TLP watch

Yascha Mounk writes,

the “Perception Gap” study suggests that neither the media nor the universities are likely to remedy Americans’ inability to hear one another: It found that the best educated and most politically interested Americans are more likely to vilify their political adversaries than their less educated, less tuned-in peers.

The study to which he refers finds that partisans over-estimate the extremism of the other side. This study was put together by the same people who produced the suspect “Hidden Tribes” report, but it seems to me that what they are doing in this study is more straightforward and less likely to produce manufactured results.

In any case, is there any doubt that highly-educated partisans tend to think that the other side are all extremists?

I think that the psychology, familiar to readers of my book, would explain it. If you believe that the other side holds reasonable views, then you cannot dismiss them as nuts. But that creates cognitive dissonance, because it raises the possibility that you are wrong. It’s much easier to go about life dismissing people with different points of view as hopeless extremists, so you don’t have to engage with them.

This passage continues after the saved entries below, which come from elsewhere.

use crate::boost::BoostTable;
use crate::query::{CompositeQuery, QueryFragment};
use crate::rules::{NormalizedQuery, SearchRule};
use crate::sink::{FragmentSink, TracingSink};
use serde::{Deserialize, Serialize};
use std::borrow::Cow;
use std::collections::HashMap;
use std::sync::Arc;

#[derive(Debug, Clone, Copy, Default, PartialEq, Eq, Serialize, Deserialize)]
#[serde(rename_all = "lowercase")]
pub enum ComposeMode {
    /// All rules merged into one query.
    #[default]
    Merge,
    /// One query per rule, tried in order until one has hits.
    Cascade,
}

/// Composite built from a single rule, as used by [`ComposeMode::Cascade`].
#[derive(Debug, Clone, PartialEq, Serialize)]
pub struct RuleQuery {
    pub rule: String,
    pub query: CompositeQuery,
}

/// Runs a rule set against one query and merges the fragments.
///
/// Holds no per-request state; the query and boosts are passed to every
/// call, so one composer serves concurrent requests.
pub struct RuleSetComposer {
    sink: Arc<dyn FragmentSink>,
    rule_boosts: HashMap<String, BoostTable>,
}

impl Default for RuleSetComposer {
    fn default() -> Self {
        Self::new(Arc::new(TracingSink::default()))
    }
}

impl RuleSetComposer {
    pub fn new(sink: Arc<dyn FragmentSink>) -> Self {
        Self { sink, rule_boosts: HashMap::new() }
    }

    /// Per-rule overlay on top of the global boost table.
    pub fn with_rule_boosts(mut self, rule: impl Into<String>, boosts: BoostTable) -> Self {
        self.rule_boosts.insert(rule.into(), boosts);
        self
    }

    pub fn boosts_for<'a>(&self, rule: &str, global: &'a BoostTable) -> Cow<'a, BoostTable> {
        match self.rule_boosts.get(rule) {
            Some(shard) => Cow::Owned(global.overlay(shard)),
            None => Cow::Borrowed(global),
        }
    }

    /// Normalizes `raw` once and merges every rule's fragment.
    pub fn compose(&self, raw: &str, rules: &[Arc<dyn SearchRule>], boosts: &BoostTable) -> CompositeQuery {
        self.compose_normalized(&NormalizedQuery::new(raw), rules, boosts)
    }

    /// An empty rule set yields the match-all composite.
    pub fn compose_normalized(
        &self,
        query: &NormalizedQuery,
        rules: &[Arc<dyn SearchRule>],
        boosts: &BoostTable,
    ) -> CompositeQuery {
        let fragments: Vec<QueryFragment> =
            rules.iter().map(|rule| self.run_rule(rule.as_ref(), query, boosts)).collect();
        CompositeQuery::merge(fragments)
    }

    /// One stand-alone composite per rule, in rule order.
    pub fn cascade(&self, raw: &str, rules: &[Arc<dyn SearchRule>], boosts: &BoostTable) -> Vec<RuleQuery> {
        self.cascade_normalized(&NormalizedQuery::new(raw), rules, boosts)
    }

    pub fn cascade_normalized(
        &self,
        query: &NormalizedQuery,
        rules: &[Arc<dyn SearchRule>],
        boosts: &BoostTable,
    ) -> Vec<RuleQuery> {
        rules
            .iter()
            .map(|rule| RuleQuery {
                rule: rule.name().to_string(),
                query: CompositeQuery::merge([self.run_rule(rule.as_ref(), query, boosts)]),
            })
            .collect()
    }

    fn run_rule(&self, rule: &dyn SearchRule, query: &NormalizedQuery, boosts: &BoostTable) -> QueryFragment {
        let boosts = self.boosts_for(rule.name(), boosts);
        let fragment = rule.build_fragment(query, &boosts);
        rule.log_fragment(&fragment, self.sink.as_ref());
        fragment
    }
}

#[cfg(test)]
mod tests {
    use super::*;
    use crate::rules::FullMatchRule;

    #[test]
    fn rule_overlay_changes_only_that_rule() {
        let composer = RuleSetComposer::default()
            .with_rule_boosts("FullMatch", BoostTable::new().with("oem", 42.0));
        let global = BoostTable::new().with("oem", 1.5);
        assert_eq!(composer.boosts_for("FullMatch", &global).weight("oem"), 42.0);
        assert_eq!(composer.boosts_for("PrefixMatch", &global).weight("oem"), 1.5);
    }

    #[test]
    fn cascade_keeps_rules_apart() {
        let rules: Vec<Arc<dyn SearchRule>> = vec![Arc::new(FullMatchRule), Arc::new(FullMatchRule)];
        let plans = RuleSetComposer::default().cascade("x1", &rules, &BoostTable::new());
        assert_eq!(plans.len(), 2);
        assert!(plans.iter().all(|p| p.rule == "FullMatch" && p.query.should.len() == 2));
    }
}
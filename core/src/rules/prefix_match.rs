use super::{NormalizedQuery, SearchRule};
use crate::boost::BoostTable;
use crate::normalize::compact_code;
use crate::query::{MatchClause, QueryFragment, QueryNode};

/// Incomplete codes: the query is treated as the beginning of an article or OEM number.
#[derive(Debug, Default, Clone, Copy)]
pub struct PrefixMatchRule;

impl SearchRule for PrefixMatchRule {
    fn name(&self) -> &str {
        "PrefixMatch"
    }

    fn build_fragment(&self, query: &NormalizedQuery, boosts: &BoostTable) -> QueryFragment {
        if query.is_empty() {
            return QueryFragment::default();
        }
        let q = query.as_str();
        let code = compact_code(q);
        let should = vec![
            QueryNode::prefix(MatchClause::new("article", q).boost(boosts.weight("article"))),
            QueryNode::prefix(
                MatchClause::new("article_text_clean", code.as_str())
                    .boost(boosts.weight("article_text_clean")),
            ),
        ];
        let must = QueryNode::any_of(vec![
            QueryNode::prefix(MatchClause::new("article_text_clean", code)),
            QueryNode::prefix(MatchClause::new("oem", q)),
        ]);
        QueryFragment { should, must: Some(must) }
    }
}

UPDATE: Nicholas Grossman thinks this is another methodologically flawed study, or interpretation thereof.

9 thoughts on “TLP watch

  1. Politically engaged people are more likely to be reading articles and blog posts that portray this or that nutcase as representative of the opposition’s mainstream. Perspective is a casualty of the media’s war for attention.

  2. It is still very likely to produce manufactured results, as I suspect it was designed to do. One narrative is that Americans from different parties are pretty close to each other and ought to be more friendly, but have been manipulated by the dynamics of our current information environment – with its incentives for focusing upon and amplifying extremes – into adopting ‘tribal’ social psychology mindsets, and so erroneously believe all kinds of incorrect and exaggerated horrible slanders about the other side. That’s obviously the story this group is trying to push. “Can’t we all just get along? If it weren’t for those nasty manipulations and mistakes, we would!”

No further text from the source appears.